Édouard Manet
Édouard Manet
b. 1832 - d. 1883
Turnover
2024
USD$ 8.700.000
Record Sale
USD$ 58.000.000
European ArtImpressionismModern ArtPaintingRealism

About the artist

Édouard Manet started at the studio of the painter Thomas Couture. He painted modern scenes, including the Parisian bourgeoisie, beggars, prostitutes, and the destruction caused by the Franco-Prussian war. During the 1860s, the Salon rejected many of his works, causing controversy among critics for his famous paintings, including Le Déjeuner sur l’Herbe (1862–1863) and Olympia (1863).

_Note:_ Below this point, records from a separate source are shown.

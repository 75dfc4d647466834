use clap::{Parser, Subcommand, ValueEnum};
use tracing_subscriber::{layer::SubscriberExt, util::SubscriberInitExt};

use colorkit::{palette, Color};

#[derive(Parser)]
#[command(name = "colorkit")]
#[command(about = "Color conversion and palette generation toolkit")]
struct Cli {
    #[command(subcommand)]
    command: Commands,
}

#[derive(Subcommand)]
enum Commands {
    /// Show a color in every supported representation
    Show {
        /// Color literal: hex, rgb()/rgba(), hsl()/hsla(), or a name
        color: String,
    },
    /// Derive a color scheme from a base color
    Palette {
        /// Base color literal
        color: String,

        /// Scheme to derive
        #[arg(short, long, value_enum, default_value = "analogous")]
        scheme: Scheme,

        /// Number of colors (analogous, monochromatic)
        #[arg(short, long, default_value_t = palette::DEFAULT_COUNT)]
        count: usize,

        /// Hue spread in degrees (analogous, split-complementary)
        #[arg(long, default_value_t = palette::DEFAULT_SPREAD)]
        spread: i32,
    },
    /// Blend two colors into a gradient
    Gradient {
        /// Start color literal
        from: String,

        /// End color literal
        to: String,

        /// Number of samples, endpoints included
        #[arg(short, long, default_value_t = palette::DEFAULT_STEPS)]
        steps: usize,
    },
}

#[derive(Clone, Copy, ValueEnum)]
enum Scheme {
    Analogous,
    Complementary,
    Triadic,
    SplitComplementary,
    Monochromatic,
}

fn main() -> anyhow::Result<()> {
    // Minimal logging for CLI
    tracing_subscriber::registry()
        .with(
            tracing_subscriber::EnvFilter::try_from_default_env()
                .unwrap_or_else(|_| "colorkit=warn".into()),
        )
        .with(tracing_subscriber::fmt::layer().without_time())
        .init();

    let cli = Cli::parse();

    match cli.command {
        Commands::Show { color } => run_show(&color),
        Commands::Palette {
            color,
            scheme,
            count,
            spread,
        } => run_palette(&color, scheme, count, spread),
        Commands::Gradient { from, to, steps } => run_gradient(&from, &to, steps),
    }
}

fn run_show(literal: &str) -> anyhow::Result<()> {
    let color = Color::new(literal)?;
    let rgb = color.rgb();

    println!("hex:       {}", color.hex());
    println!("rgb:       rgb({}, {}, {})", rgb.r, rgb.g, rgb.b);
    println!("hsl:       {}", color.hsl().to_css());
    let hsv = color.hsv();
    println!("hsv:       hsv({}, {}%, {}%)", hsv.h(), hsv.s(), hsv.v());
    println!("luminance: {:.4}", rgb.luminance());
    println!(
        "appears:   {}",
        if color.is_light() { "light" } else { "dark" }
    );
    Ok(())
}

fn run_palette(literal: &str, scheme: Scheme, count: usize, spread: i32) -> anyhow::Result<()> {
    let base = Color::new(literal)?;

    let colors = match scheme {
        Scheme::Analogous => palette::analogous(base, count, spread),
        Scheme::Complementary => palette::complementary(base),
        Scheme::Triadic => palette::triadic(base),
        Scheme::SplitComplementary => palette::split_complementary(base, spread),
        Scheme::Monochromatic => palette::monochromatic(base, count)?,
    };

    for color in colors {
        println!("{}  {}", color.hex(), color.hsl().to_css());
    }
    Ok(())
}

fn run_gradient(from: &str, to: &str, steps: usize) -> anyhow::Result<()> {
    let start = Color::new(from)?;
    let end = Color::new(to)?;

    for color in palette::gradient(start, end, steps) {
        println!("{}", color.hex());
    }
    Ok(())
}
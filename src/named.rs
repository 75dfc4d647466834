//! Static named-color table
//!
//! A small fixed set of CSS-style color names. This is deliberately not a
//! full X11/CSS table; the names here are the ones accepted by the string
//! parser, nothing more.

/// Name -> hex literal, lowercase on both sides. `gray` and `grey`, and
/// the `cyan`/`aqua` and `green`/`lime` aliases, map to identical values.
pub const NAMED_COLORS: &[(&str, &str)] = &[
    ("black", "#000000"),
    ("white", "#ffffff"),
    ("red", "#ff0000"),
    ("green", "#00ff00"),
    ("blue", "#0000ff"),
    ("yellow", "#ffff00"),
    ("cyan", "#00ffff"),
    ("magenta", "#ff00ff"),
    ("orange", "#ffa500"),
    ("purple", "#800080"),
    ("pink", "#ffc0cb"),
    ("brown", "#a52a2a"),
    ("gray", "#808080"),
    ("grey", "#808080"),
    ("navy", "#000080"),
    ("teal", "#008080"),
    ("olive", "#808000"),
    ("maroon", "#800000"),
    ("aqua", "#00ffff"),
    ("lime", "#00ff00"),
    ("silver", "#c0c0c0"),
];

/// Resolve a (lowercase, trimmed) color name to its hex literal.
///
/// Linear scan; the table is small and fixed so anything fancier would
/// not pay for itself.
pub fn lookup(name: &str) -> Option<&'static str> {
    NAMED_COLORS
        .iter()
        .find(|(candidate, _)| *candidate == name)
        .map(|(_, hex)| *hex)
}
use std::collections::HashMap;
use std::time::Duration;

use async_trait::async_trait;

/// A pull (or, in principle, push) request the engine issues (§6).
#[derive(Debug, Clone)]
pub struct HttpRequest {
  pub method: HttpMethod,
  pub url: String,
  pub headers: HashMap<String, String>,
  pub body: Option<String>,
  pub timeout: Duration,
}

#[derive(Debug, Clone, Copy, PartialEq, Eq)]
pub enum HttpMethod {
  Get,
}

/// `statusCode == 0` with a populated `error_message` represents a
/// transport-level failure (no response at all), per §4.6's retry policy.
#[derive(Debug, Clone)]
pub struct HttpResponse {
  pub status_code: u16,
  pub body: String,
  pub error_message: Option<String>,
}

impl HttpResponse {
  pub fn is_transport_error(&self) -> bool {
    self.status_code == 0
  }

  pub fn is_retryable(&self) -> bool {
    self.is_transport_error() || matches!(self.status_code, 408 | 429) || (500..600).contains(&self.status_code)
  }

  pub fn is_auth_required(&self) -> bool {
    matches!(self.status_code, 401 | 403)
  }

  pub fn is_success(&self) -> bool {
    (200..300).contains(&self.status_code)
  }
}

/// Collaborator interface for dispatching HTTP requests (§6).
#[async_trait]
pub trait HttpTransport: Send + Sync {
  async fn execute(&self, request: HttpRequest) -> HttpResponse;
}

/// Default `HttpTransport` backed by a pooled `reqwest::Client`.
pub struct ReqwestTransport {
  client: reqwest::Client,
}

impl ReqwestTransport {
  pub fn new() -> Self {
    ReqwestTransport { client: reqwest::Client::new() }
  }
}

impl Default for ReqwestTransport {
  fn default() -> Self {
    Self::new()
  }
}

#[async_trait]
impl HttpTransport for ReqwestTransport {
  async fn execute(&self, request: HttpRequest) -> HttpResponse {
    let mut builder = match request.method {
      HttpMethod::Get => self.client.get(&request.url),
    };
    for (key, value) in &request.headers {
      builder = builder.header(key, value);
    }
    builder = builder.timeout(request.timeout);

    match builder.send().await {
      Ok(response) => {
        let status_code = response.status().as_u16();
        match response.text().await {
          Ok(body) => HttpResponse { status_code, body, error_message: None },
          Err(e) => HttpResponse { status_code, body: String::new(), error_message: Some(e.to_string()) },
        }
      }
      Err(e) => HttpResponse { status_code: 0, body: String::new(), error_message: Some(e.to_string()) },
    }
  }
}
use std::sync::atomic::{AtomicBool, AtomicU64, Ordering};
use std::sync::Arc;

use futures::StreamExt;
use tokio::sync::{Notify, Semaphore};

use slice_wire::{HeaderOutcome, RowOutcome, SliceDecoder, TableHeader, TableHeaderOutcome};
use sqlite_batch::{BatchData, DatabaseInterface};

use crate::error::ImportError;
use crate::platform::{MemoryPressure, Platform, DEFAULT_MAX_BATCH_SIZE};

/// Every Nth row-count, the import releases and recreates savepoint `sp` to
/// bound rollback cost (§4.4).
pub const SAVEPOINT_INTERVAL: u64 = 10_000;
/// Every Nth downloaded chunk, the decoder's buffer is compacted (§4.4).
pub const COMPACT_EVERY_N_CHUNKS: u64 = 16;

struct ImportState {
  importing: AtomicBool,
  total_rows_inserted: AtomicU64,
  cancel: Notify,
}

impl ImportState {
  fn new() -> Self {
    ImportState {
      importing: AtomicBool::new(false),
      total_rows_inserted: AtomicU64::new(0),
      cancel: Notify::new(),
    }
  }
}

/// Orchestrates one slice import end-to-end: download, decode, batch,
/// flush, and savepoint-cycle inside a single transaction (§4.4).
///
/// `start_import` is expressed as a single `async fn` rather than the
/// original callback-driven loop (per the REDESIGN FLAGS "callback as
/// control flow" note): awaiting it *is* the `onComplete` delivery, and a
/// `tokio::select!` over the download stream, the memory-pressure stream,
/// and the cancellation `Notify` is the "explicit driver" the design notes
/// ask for.
pub struct SliceImportEngine {
  db: Arc<dyn DatabaseInterface>,
  platform: Arc<dyn Platform>,
  state: Arc<ImportState>,
  flush_permit: Semaphore,
}

impl SliceImportEngine {
  pub fn new(db: Arc<dyn DatabaseInterface>, platform: Arc<dyn Platform>) -> Self {
    SliceImportEngine {
      db,
      platform,
      state: Arc::new(ImportState::new()),
      flush_permit: Semaphore::new(1),
    }
  }

  pub fn is_importing(&self) -> bool {
    self.state.importing.load(Ordering::SeqCst)
  }

  pub fn total_rows_inserted(&self) -> u64 {
    self.state.total_rows_inserted.load(Ordering::SeqCst)
  }

  /// Best-effort cancellation: the running `start_import` future observes
  /// this on its next `select!` iteration and completes with `Cancelled`.
  pub fn cancel(&self) {
    if self.state.importing.load(Ordering::SeqCst) {
      self.state.cancel.notify_one();
    }
  }

  pub async fn start_import(&self, url: &str) -> Result<(), ImportError> {
    if self.state.importing.swap(true, Ordering::SeqCst) {
      return Err(ImportError::Busy);
    }
    self.state.total_rows_inserted.store(0, Ordering::SeqCst);

    let result = self.run_import(url).await;

    if result.is_err() {
      self.db.rollback_transaction();
    }
    self.state.importing.store(false, Ordering::SeqCst);
    result
  }

  async fn run_import(&self, url: &str) -> Result<(), ImportError> {
    let mut decoder = SliceDecoder::new();
    decoder.initialize()?;

    self.db.apply_tuning_pragmas()?;
    self.db.begin_transaction()?;
    self.db.create_savepoint()?;

    let mut batch_size = self.platform.calculate_optimal_batch_size().min(DEFAULT_MAX_BATCH_SIZE);
    let mut batch = BatchData::new();
    let mut current_table: Option<TableHeader> = None;
    let mut header_parsed = false;
    let mut chunks_downloaded: u64 = 0;
    let mut savepoint_boundary_crossed: u64 = 0;

    let mut data_stream = self.platform.download_file(url);
    let mut pressure_stream = self.platform.memory_pressure();

    loop {
      tokio::select! {
        biased;

        _ = self.state.cancel.notified() => {
          return Err(ImportError::Cancelled);
        }

        pressure = pressure_stream.next() => {
          if let Some(level) = pressure {
            batch_size = match level {
              MemoryPressure::Warn => (batch_size / 2).max(250),
              MemoryPressure::Critical => (batch_size / 4).max(100),
            };
            log::warn!("memory pressure {:?}; batch size now {}", level, batch_size);
          }
        }

        chunk = data_stream.next() => {
          match chunk {
            Some(Ok(bytes)) => {
              decoder.feed(&bytes)?;
              chunks_downloaded += 1;
              self.drain_available(
                &mut decoder,
                &mut batch,
                &mut current_table,
                &mut header_parsed,
                batch_size,
                &mut savepoint_boundary_crossed,
              ).await?;
              if chunks_downloaded % COMPACT_EVERY_N_CHUNKS == 0 {
                decoder.compact();
              }
            }
            Some(Err(e)) => return Err(e),
            None => break,
          }
        }
      }
    }

    // Download finished: drain whatever is left, then require a clean end.
    self
      .drain_available(
        &mut decoder,
        &mut batch,
        &mut current_table,
        &mut header_parsed,
        batch_size,
        &mut savepoint_boundary_crossed,
      )
      .await?;

    if !decoder.is_end_of_stream() {
      return Err(ImportError::Truncated);
    }
    if decoder.remaining_bytes() != 0 {
      return Err(ImportError::IncompleteDecompression);
    }

    if !batch.is_empty() {
      self.flush(&mut batch).await?;
    }

    self.db.commit_transaction()?;
    Ok(())
  }

  /// Parses and batches everything currently available in the decoder's
  /// buffer, in source order: slice header once, then alternating table
  /// headers and rows, flushing and cycling the savepoint as thresholds are
  /// crossed. Stops at the first `NeedMore`.
  async fn drain_available(
    &self,
    decoder: &mut SliceDecoder,
    batch: &mut BatchData,
    current_table: &mut Option<TableHeader>,
    header_parsed: &mut bool,
    batch_size: usize,
    savepoint_boundary_crossed: &mut u64,
  ) -> Result<(), ImportError> {
    loop {
      if !*header_parsed {
        match decoder.parse_slice_header()? {
          HeaderOutcome::Ok(header) => {
            log::info!(
              "slice {} (version {}, priority {}) declares {} table(s)",
              header.slice_id,
              header.version,
              header.priority,
              header.number_of_tables
            );
            *header_parsed = true;
            continue;
          }
          HeaderOutcome::NeedMore => return Ok(()),
        }
      }

      if current_table.is_none() {
        match decoder.parse_table_header()? {
          TableHeaderOutcome::Ok(header) => {
            *current_table = Some(header);
            continue;
          }
          TableHeaderOutcome::NeedMore => return Ok(()),
          TableHeaderOutcome::EndOfStream => return Ok(()),
        }
      }

      let header = current_table.as_ref().unwrap();
      let before = decoder.remaining_bytes();
      match decoder.parse_row(&header.columns)? {
        RowOutcome::Ok(row) => {
          debug_assert!(decoder.remaining_bytes() < before, "row parse must strictly shrink remaining_bytes");
          let header = current_table.as_ref().unwrap();
          batch.push_row(&header.table_name, &header.columns, row.values);
          if batch.total_rows() >= batch_size {
            self.flush(batch).await?;
            self.maybe_cycle_savepoint(savepoint_boundary_crossed);
          }
        }
        RowOutcome::EndOfTable => {
          *current_table = None;
        }
        RowOutcome::NeedMore => return Ok(()),
      }
    }
  }

  async fn flush(&self, batch: &mut BatchData) -> Result<(), ImportError> {
    let _permit = self.flush_permit.acquire().await.expect("flush semaphore never closed");
    let started = std::time::Instant::now();
    let n = batch.total_rows() as u64;
    self.db.insert_batch(batch)?;
    log::debug!("flushed {} rows in {:?}", n, started.elapsed());
    self.state.total_rows_inserted.fetch_add(n, Ordering::SeqCst);
    batch.clear();
    Ok(())
  }

  /// Releases and recreates savepoint `sp` for every `SAVEPOINT_INTERVAL`
  /// boundary the running total has crossed since the last check, applying
  /// the cycle repeatedly if a single flush crossed more than one
  /// threshold. Failures are logged, not fatal (§4.4).
  fn maybe_cycle_savepoint(&self, boundary_crossed: &mut u64) {
    let total = self.state.total_rows_inserted.load(Ordering::SeqCst);
    while total / SAVEPOINT_INTERVAL > *boundary_crossed {
      *boundary_crossed += 1;
      if let Err(e) = self.db.release_savepoint() {
        log::warn!("savepoint release failed during cycling: {e}");
      }
      if let Err(e) = self.db.create_savepoint() {
        log::warn!("savepoint recreate failed during cycling: {e}");
      }
    }
  }
}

Despite not aiming to be provocative, Manet revolutionized art with his portrayal of modern subjects, unconventional brushwork, and photographic style, shaping the new French avant-garde. Manet remained a leader among the Impressionist circle throughout the 1870s, though he did not exhibit his work with them, choosing instead to exhibit independently after further rejections by the Salon. Two years prior to his death in 1881, he was awared by the French Legion of Honor. Manet’s work is in the collections of the Metropolitan Museum of Art in New York, the Hermitage Museum in St. Petersburg, the Musée d’Orsay in Paris, the Kunstmuseum Basel, and the Courtauld Institute of Art in London.